How the Soviet Lunokhod rovers deployed. Credit: NASA.

Glorious solar-nuclear motorised bathtub tech of the 1970s

The electric rover is of course Lunokhod 2, which landed in the Le Monnier crater on the eastern wall of the Mare Serenitatis basin back in 1973. It was sent and operated by the Soviet space programme but it is nowadays owned by Richard Garriott (sometimes aka "Lord British") - the brain behind Ultima among other things - who purchased it at auction in the 1990s. Though Garriott has never so much as been in the vicinity of his moon car, he did get a little closer to it in 2008 when he visited the International Space Station as a paying tourist.

The two Lunokhod rovers were electrically propelled and operated over a near-real-time link by Soviet ground controllers. Their fliptop lids, kept open during the lunar day, held solar panels to charge their batteries. With the onset of the bitterly cold two-week-long lunar nights the rovers would halt and close the lids, keeping their tub-like interiors warm by the use of radioisotopic nuclear heaters.

Lunokhod 2 remains the record-holding vehicle of humanity in terms of distance travelled on the surface of a body other than Earth, having rolled 37km* before unfortunately getting Moon dirt all over its heat radiator assembly while scrambling over a crater rim. The resulting runaway overheating crippled the plucky vehicle and put an end to the mission. The exact location of its resting place remained a mystery until the LRO came on the scene – the Moon being poorly surveyed until then.

Since the initial discovery of Mr Garriott's lost, radioactive broken moon car, the boffins controlling the LRO have made it zoom still lower above the lunar surface (it can orbit very low due to the Moon's lack of atmosphere), furnishing us with this week's enhanced pics.

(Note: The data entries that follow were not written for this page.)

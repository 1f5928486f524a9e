//! Test doubles shared by the unit tests.

use async_trait::async_trait;
use color_eyre::{eyre::eyre, Result};
use std::collections::HashMap;
use std::sync::atomic::{AtomicBool, AtomicUsize, Ordering};
use std::sync::{Arc, Mutex};
use std::time::Duration;
use tokio::sync::Notify;

use crate::cache::{CacheStore, FreshnessPolicy, LikeStatus};
use crate::clock::ManualClock;
use crate::config::CacheSettings;
use crate::remote::{CheckOptions, CounterService, RemoteStatus, ToggleResponse};
use crate::sync::{BatchReconciler, PendingToggles, Refresher, ToggleEngine};

/// In-memory counter service with scripted failures and gates.
#[derive(Default)]
pub struct FakeCounterService {
  state: Mutex<HashMap<String, LikeStatus>>,
  pub fail_checks: AtomicBool,
  pub fail_batch: AtomicBool,
  pub fail_toggles: AtomicBool,
  reject_toggles: Mutex<Option<String>>,
  /// Returned by the next toggle instead of the flipped server state
  toggle_result: Mutex<Option<LikeStatus>>,
  toggle_gate: Mutex<Option<Arc<Notify>>>,
  batch_gate: Mutex<Option<Arc<Notify>>>,
  /// Signalled when a toggle call reaches the service
  pub toggle_entered: Notify,
  /// Signalled when a batch call reaches the service
  pub batch_entered: Notify,
  pub check_calls: AtomicUsize,
  pub batch_calls: AtomicUsize,
  pub toggle_calls: AtomicUsize,
}

impl FakeCounterService {
  pub fn new() -> Self {
    Self::default()
  }

  /// Set the authoritative server state for an entity.
  pub fn put(&self, entity_id: &str, is_liked: bool, like_count: u64) {
    self
      .state
      .lock()
      .unwrap()
      .insert(entity_id.to_string(), LikeStatus::new(is_liked, like_count));
  }

  pub fn server_state(&self, entity_id: &str) -> Option<LikeStatus> {
    self.state.lock().unwrap().get(entity_id).copied()
  }

  pub fn reject_toggles_with(&self, message: &str) {
    *self.reject_toggles.lock().unwrap() = Some(message.to_string());
  }

  pub fn next_toggle_returns(&self, is_liked: bool, like_count: u64) {
    *self.toggle_result.lock().unwrap() = Some(LikeStatus::new(is_liked, like_count));
  }

  /// Hold toggle calls until the returned handle is notified.
  pub fn gate_toggles(&self) -> Arc<Notify> {
    let gate = Arc::new(Notify::new());
    *self.toggle_gate.lock().unwrap() = Some(Arc::clone(&gate));
    gate
  }

  /// Hold batch calls until the returned handle is notified.
  pub fn gate_batches(&self) -> Arc<Notify> {
    let gate = Arc::new(Notify::new());
    *self.batch_gate.lock().unwrap() = Some(Arc::clone(&gate));
    gate
  }

  fn remote(&self, entity_id: &str) -> Option<RemoteStatus> {
    self
      .server_state(entity_id)
      .map(|status| RemoteStatus {
        entity_id: entity_id.to_string(),
        is_liked: status.is_liked,
        like_count: status.like_count,
      })
  }
}

#[async_trait]
impl CounterService for FakeCounterService {
  async fn check_status(
    &self,
    entity_id: &str,
    _options: CheckOptions,
  ) -> Result<Option<RemoteStatus>> {
    self.check_calls.fetch_add(1, Ordering::SeqCst);
    if self.fail_checks.load(Ordering::SeqCst) {
      return Err(eyre!("status endpoint unreachable"));
    }
    Ok(self.remote(entity_id))
  }

  async fn check_status_batch(&self, entity_ids: &[String]) -> Result<Vec<RemoteStatus>> {
    self.batch_calls.fetch_add(1, Ordering::SeqCst);
    // Snapshot before suspending, like a real request would
    let snapshot: Vec<RemoteStatus> = entity_ids.iter().filter_map(|id| self.remote(id)).collect();
    self.batch_entered.notify_one();

    let gate = self.batch_gate.lock().unwrap().clone();
    if let Some(gate) = gate {
      gate.notified().await;
    }
    if self.fail_batch.load(Ordering::SeqCst) {
      return Err(eyre!("batch endpoint unreachable"));
    }
    Ok(snapshot)
  }

  async fn toggle(&self, entity_id: &str) -> Result<ToggleResponse> {
    self.toggle_calls.fetch_add(1, Ordering::SeqCst);
    self.toggle_entered.notify_one();

    let gate = self.toggle_gate.lock().unwrap().clone();
    if let Some(gate) = gate {
      gate.notified().await;
    }
    if self.fail_toggles.load(Ordering::SeqCst) {
      return Err(eyre!("connection reset"));
    }
    if let Some(message) = self.reject_toggles.lock().unwrap().clone() {
      return Ok(ToggleResponse {
        success: false,
        is_liked: false,
        like_count: 0,
        error: Some(message),
      });
    }

    let next = {
      let mut state = self.state.lock().unwrap();
      let current = state.get(entity_id).copied().unwrap_or_default();
      let next = self
        .toggle_result
        .lock()
        .unwrap()
        .take()
        .unwrap_or_else(|| current.flipped());
      state.insert(entity_id.to_string(), next);
      next
    };

    Ok(ToggleResponse {
      success: true,
      is_liked: next.is_liked,
      like_count: next.like_count,
      error: None,
    })
  }
}

/// A store, pending set, manual clock and fake service wired together.
pub struct Harness {
  pub store: Arc<CacheStore>,
  pub pending: Arc<PendingToggles>,
  pub clock: Arc<ManualClock>,
  pub service: Arc<FakeCounterService>,
  pub settings: CacheSettings,
}

impl Harness {
  pub fn new() -> Self {
    let settings = CacheSettings::default();
    let clock = Arc::new(ManualClock::default());
    let store = Arc::new(CacheStore::new(
      FreshnessPolicy::new(&settings),
      clock.clone(),
    ));
    Self {
      store,
      pending: Arc::new(PendingToggles::new()),
      clock,
      service: Arc::new(FakeCounterService::new()),
      settings,
    }
  }

  pub fn engine(&self) -> ToggleEngine {
    ToggleEngine::new(
      Arc::clone(&self.store),
      self.service.clone(),
      Arc::clone(&self.pending),
      &self.settings,
      Duration::from_secs(5),
    )
  }

  pub fn reconciler(&self) -> BatchReconciler {
    BatchReconciler::new(
      Arc::clone(&self.store),
      self.service.clone(),
      Arc::clone(&self.pending),
    )
  }

  pub fn refresher(&self) -> Refresher {
    Refresher::new(
      Arc::clone(&self.store),
      self.service.clone(),
      Arc::clone(&self.pending),
    )
  }

  /// Record every notification for an entity.
  pub fn record_notifications(
    &self,
    entity_id: &str,
  ) -> (
    crate::cache::Subscription,
    Arc<Mutex<Vec<crate::cache::CachedLikeStatus>>>,
  ) {
    let seen = Arc::new(Mutex::new(Vec::new()));
    let sub = {
      let seen = Arc::clone(&seen);
      self
        .store
        .subscribe(entity_id, move |r| seen.lock().unwrap().push(r.clone()))
    };
    (sub, seen)
  }
}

There's more from the LRO boffins here. ®

Bootnote

*Despite their much greater longevity and technical sophistication the more recent NASA Mars rovers Spirit and Opportunity have failed to beat Lunokhod 2's record thus far. This is due to the Martian sunlight being relatively weak, so that their solar panels can't generate as much juice: Spirit and Opportunity also make very little use of nuclear technology, meaning that much of their scarce 'leccy must be used in heaters - so leaving less for propulsion. The Lunokhods largely avoided this latter problem by the use of Polonium-powered radioisotope heating to keep themselves alive through the bitter lunar nights.

Spirit, now permanently offline, will never get the chance to beat Lunokhod 2's record: but Opportunity (which has rolled 34,361m in eight years) might manage it once the rover comes out of hibernation following the present Martian winter. The new and much more powerful NASA rover Curiosity, at present en route to the Red Planet, will almost certainly set a new record if it survives landing in a functional condition, as it doesn't use solar panels at all: it is entirely nuclear-powered and heated.